> [YOUR TASK]:
Counting the line with "column(s) need a" as the last one, copy out the lines of the data exactly from the first onward.

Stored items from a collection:

┌──

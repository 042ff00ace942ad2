//! Terminal output for the import wizard steps

use colored::*;

use crate::import::fields::field_display;
use crate::import::{ImportOutcome, MappingState, StepKind};

/// Warnings shown inline before pointing at the report
const MAX_INLINE_WARNINGS: usize = 20;

/// Spreadsheet headers longer than this are cut in listings
const MAX_COLUMN_WIDTH: usize = 40;

pub fn print_step(step: StepKind) {
    println!();
    println!(
        "{} {}",
        format!("[{}/3]", step.position()).dimmed(),
        step.label().bold()
    );
}

pub fn print_matched_columns(mapping: &MappingState) {
    if mapping.matched_columns.is_empty() {
        println!("  {}", "No columns were matched automatically".yellow());
        return;
    }

    println!("  Matched automatically:");
    for m in &mapping.matched_columns {
        println!(
            "    {} {} {}",
            "✓".green(),
            truncate_str(&m.excel_column, MAX_COLUMN_WIDTH),
            format!("→ {}", field_display(&m.db_column)).dimmed()
        );
    }
}

pub fn print_unmatched_summary(mapping: &MappingState) {
    if mapping.unmatched_columns.is_empty() {
        return;
    }
    println!(
        "  {} column(s) need a decision: {}",
        mapping.unmatched_columns.len().to_string().yellow(),
        mapping.unmatched_columns.join(", ")
    );
}

/// The mapping about to be submitted, with skipped columns listed separately
pub fn print_final_mapping(mapping: &MappingState) {
    let final_mapping = mapping.final_mapping();

    println!();
    println!("  Columns to import:");
    for (column, target) in &final_mapping {
        println!(
            "    {} → {}",
            truncate_str(column, MAX_COLUMN_WIDTH).cyan(),
            field_display(target)
        );
    }

    let skipped = mapping.skipped_columns();
    if !skipped.is_empty() {
        println!("  Skipped:");
        for column in skipped {
            println!(
                "    {} {}",
                "-".dimmed(),
                truncate_str(column, MAX_COLUMN_WIDTH).dimmed()
            );
        }
    }
}

pub fn print_outcome(outcome: &ImportOutcome, elapsed: chrono::Duration) {
    println!(
        "  {} {} client(s) imported in {:.1}s",
        "✓".green(),
        outcome.imported_count.to_string().bright_green().bold(),
        elapsed.num_milliseconds() as f64 / 1000.0
    );

    if !outcome.has_warnings() {
        return;
    }

    println!(
        "  {} {} row(s) reported problems:",
        "⚠".yellow(),
        outcome.row_errors.len()
    );
    for message in outcome.row_errors.iter().take(MAX_INLINE_WARNINGS) {
        println!("    {} {}", "•".dimmed(), message.yellow());
    }
    if outcome.row_errors.len() > MAX_INLINE_WARNINGS {
        println!(
            "    {}",
            format!(
                "... and {} more (use --report to save them all)",
                outcome.row_errors.len() - MAX_INLINE_WARNINGS
            )
            .dimmed()
        );
    }
}

/// Truncate a string to max length with ellipsis (UTF-8 safe)
fn truncate_str(s: &str, max_len: usize) -> String {
    let char_count = s.chars().count();
    if char_count <= max_len {
        s.to_string()
    } else {
        let truncated: String = s.chars().take(max_len - 1).collect();
        format!("{}…", truncated)
    }
}

#[cfg(test)]
mod tests {
    use super::*;

    #[test]
    fn test_truncate_str() {
        assert_eq!(truncate_str("Città", 10), "Città");
        assert_eq!(truncate_str("Ragione Sociale", 8), "Ragione…");
        assert_eq!(truncate_str("àèìòù", 3), "àè…");
    }
}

└──

> [SOLUTION]:
repository 042ff00ace942ad2
//! Terminal output for the import wizard steps

use colored::*;

use crate::import::fields::field_display;
use crate::import::{ImportOutcome, MappingState, StepKind};

/// Warnings shown inline before pointing at the report
const MAX_INLINE_WARNINGS: usize = 20;

/// Spreadsheet headers longer than this are cut in listings
const MAX_COLUMN_WIDTH: usize = 40;

pub fn print_step(step: StepKind) {
    println!();
    println!(
        "{} {}",
        format!("[{}/3]", step.position()).dimmed(),
        step.label().bold()
    );
}

pub fn print_matched_columns(mapping: &MappingState) {
    if mapping.matched_columns.is_empty() {
        println!("  {}", "No columns were matched automatically".yellow());
        return;
    }

    println!("  Matched automatically:");
    for m in &mapping.matched_columns {
        println!(
            "    {} {} {}",
            "✓".green(),
            truncate_str(&m.excel_column, MAX_COLUMN_WIDTH),
            format!("→ {}", field_display(&m.db_column)).dimmed()
        );
    }
}

pub fn print_unmatched_summary(mapping: &MappingState) {
    if mapping.unmatched_columns.is_empty() {
        return;
    }
    println!(
        "  {} column(s) need a decision: {}",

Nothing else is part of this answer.